* Given data *

******************************

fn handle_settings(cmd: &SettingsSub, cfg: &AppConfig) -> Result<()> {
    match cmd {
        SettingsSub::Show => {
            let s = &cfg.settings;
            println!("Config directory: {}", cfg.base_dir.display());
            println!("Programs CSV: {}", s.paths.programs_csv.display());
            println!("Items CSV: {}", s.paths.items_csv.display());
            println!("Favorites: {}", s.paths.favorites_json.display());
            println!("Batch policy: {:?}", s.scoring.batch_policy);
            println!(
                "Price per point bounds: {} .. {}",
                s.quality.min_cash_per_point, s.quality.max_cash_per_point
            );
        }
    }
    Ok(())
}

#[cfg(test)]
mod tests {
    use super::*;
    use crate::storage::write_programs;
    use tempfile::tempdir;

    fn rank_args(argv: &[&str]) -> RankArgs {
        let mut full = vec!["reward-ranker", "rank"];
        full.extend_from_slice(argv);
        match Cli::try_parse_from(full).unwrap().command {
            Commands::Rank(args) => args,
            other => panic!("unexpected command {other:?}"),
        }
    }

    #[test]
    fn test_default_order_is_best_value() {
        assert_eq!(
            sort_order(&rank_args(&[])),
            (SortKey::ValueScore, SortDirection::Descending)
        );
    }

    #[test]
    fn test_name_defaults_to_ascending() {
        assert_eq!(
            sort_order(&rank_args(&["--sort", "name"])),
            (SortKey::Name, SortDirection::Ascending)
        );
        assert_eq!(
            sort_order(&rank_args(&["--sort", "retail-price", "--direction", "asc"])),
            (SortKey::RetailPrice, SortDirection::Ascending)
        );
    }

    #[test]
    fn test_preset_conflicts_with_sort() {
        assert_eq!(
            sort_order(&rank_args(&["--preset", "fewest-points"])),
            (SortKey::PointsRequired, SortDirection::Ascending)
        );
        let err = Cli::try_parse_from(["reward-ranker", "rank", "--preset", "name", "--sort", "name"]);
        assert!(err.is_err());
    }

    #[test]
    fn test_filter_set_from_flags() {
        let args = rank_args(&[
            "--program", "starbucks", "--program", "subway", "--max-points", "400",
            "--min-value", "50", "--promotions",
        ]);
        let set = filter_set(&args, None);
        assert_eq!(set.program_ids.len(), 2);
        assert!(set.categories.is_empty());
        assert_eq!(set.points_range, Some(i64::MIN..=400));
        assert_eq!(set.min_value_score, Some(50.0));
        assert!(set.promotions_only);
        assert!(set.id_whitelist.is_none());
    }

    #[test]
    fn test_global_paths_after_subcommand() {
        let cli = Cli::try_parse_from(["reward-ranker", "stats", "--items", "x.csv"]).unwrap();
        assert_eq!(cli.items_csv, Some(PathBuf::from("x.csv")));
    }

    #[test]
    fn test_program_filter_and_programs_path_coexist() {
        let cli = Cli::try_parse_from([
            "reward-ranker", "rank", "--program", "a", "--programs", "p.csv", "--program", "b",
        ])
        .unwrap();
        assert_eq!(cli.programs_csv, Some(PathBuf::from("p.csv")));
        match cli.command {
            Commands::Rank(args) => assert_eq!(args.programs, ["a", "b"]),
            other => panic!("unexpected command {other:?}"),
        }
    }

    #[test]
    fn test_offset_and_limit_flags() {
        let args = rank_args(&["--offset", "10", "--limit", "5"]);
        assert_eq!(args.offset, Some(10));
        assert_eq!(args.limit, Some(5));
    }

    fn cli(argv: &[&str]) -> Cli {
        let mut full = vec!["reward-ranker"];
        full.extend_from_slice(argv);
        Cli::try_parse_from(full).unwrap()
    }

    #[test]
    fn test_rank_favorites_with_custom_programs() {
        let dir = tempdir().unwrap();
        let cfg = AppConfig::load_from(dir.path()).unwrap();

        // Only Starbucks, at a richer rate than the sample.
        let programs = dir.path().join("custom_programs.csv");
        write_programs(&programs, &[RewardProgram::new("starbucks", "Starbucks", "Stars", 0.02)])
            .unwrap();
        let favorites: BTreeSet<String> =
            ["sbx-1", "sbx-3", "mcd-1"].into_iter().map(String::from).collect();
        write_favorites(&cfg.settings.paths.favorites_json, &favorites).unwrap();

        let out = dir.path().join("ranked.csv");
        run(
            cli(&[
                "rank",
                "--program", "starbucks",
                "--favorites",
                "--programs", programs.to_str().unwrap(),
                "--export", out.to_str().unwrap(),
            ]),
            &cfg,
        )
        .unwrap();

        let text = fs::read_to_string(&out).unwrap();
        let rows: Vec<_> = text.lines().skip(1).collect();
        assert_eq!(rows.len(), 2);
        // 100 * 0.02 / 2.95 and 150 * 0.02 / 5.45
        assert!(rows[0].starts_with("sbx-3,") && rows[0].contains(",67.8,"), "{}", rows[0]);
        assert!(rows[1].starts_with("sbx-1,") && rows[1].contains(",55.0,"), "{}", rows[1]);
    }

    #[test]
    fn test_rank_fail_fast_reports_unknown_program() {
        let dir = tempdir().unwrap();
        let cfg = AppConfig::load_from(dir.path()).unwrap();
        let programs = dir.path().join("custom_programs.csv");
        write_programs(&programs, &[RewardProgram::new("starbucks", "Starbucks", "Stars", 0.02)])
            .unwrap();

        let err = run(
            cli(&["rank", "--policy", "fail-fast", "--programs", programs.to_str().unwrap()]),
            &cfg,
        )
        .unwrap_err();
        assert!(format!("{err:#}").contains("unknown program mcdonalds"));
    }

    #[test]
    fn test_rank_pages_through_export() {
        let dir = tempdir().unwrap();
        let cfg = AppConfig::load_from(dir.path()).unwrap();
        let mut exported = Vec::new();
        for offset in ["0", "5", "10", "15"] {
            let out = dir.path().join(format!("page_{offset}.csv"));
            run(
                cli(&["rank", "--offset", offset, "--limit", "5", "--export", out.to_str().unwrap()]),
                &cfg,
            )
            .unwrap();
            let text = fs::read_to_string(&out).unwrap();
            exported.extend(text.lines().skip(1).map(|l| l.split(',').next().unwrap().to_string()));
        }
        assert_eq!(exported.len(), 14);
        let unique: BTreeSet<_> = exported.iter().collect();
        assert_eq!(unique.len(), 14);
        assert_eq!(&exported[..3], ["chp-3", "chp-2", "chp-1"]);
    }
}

******************************

Taking the records above, retype every line from the one with "for offset in" down to the one with "assert_eq!(unique.len(), 14);", exactly and with nothing else.

        for offset in ["0", "5", "10", "15"] {
            let out = dir.path().join(format!("page_{offset}.csv"));
            run(
                cli(&["rank", "--offset", offset, "--limit", "5", "--export", out.to_str().unwrap()]),
                &cfg,
            )
            .unwrap();
            let text = fs::read_to_string(&out).unwrap();
            exported.extend(text.lines().skip(1).map(|l| l.split(',').next().unwrap().to_string()));
        }
        assert_eq!(exported.len(), 14);
        let unique: BTreeSet<_> = exported.iter().collect();
        assert_eq!(unique.len(), 14);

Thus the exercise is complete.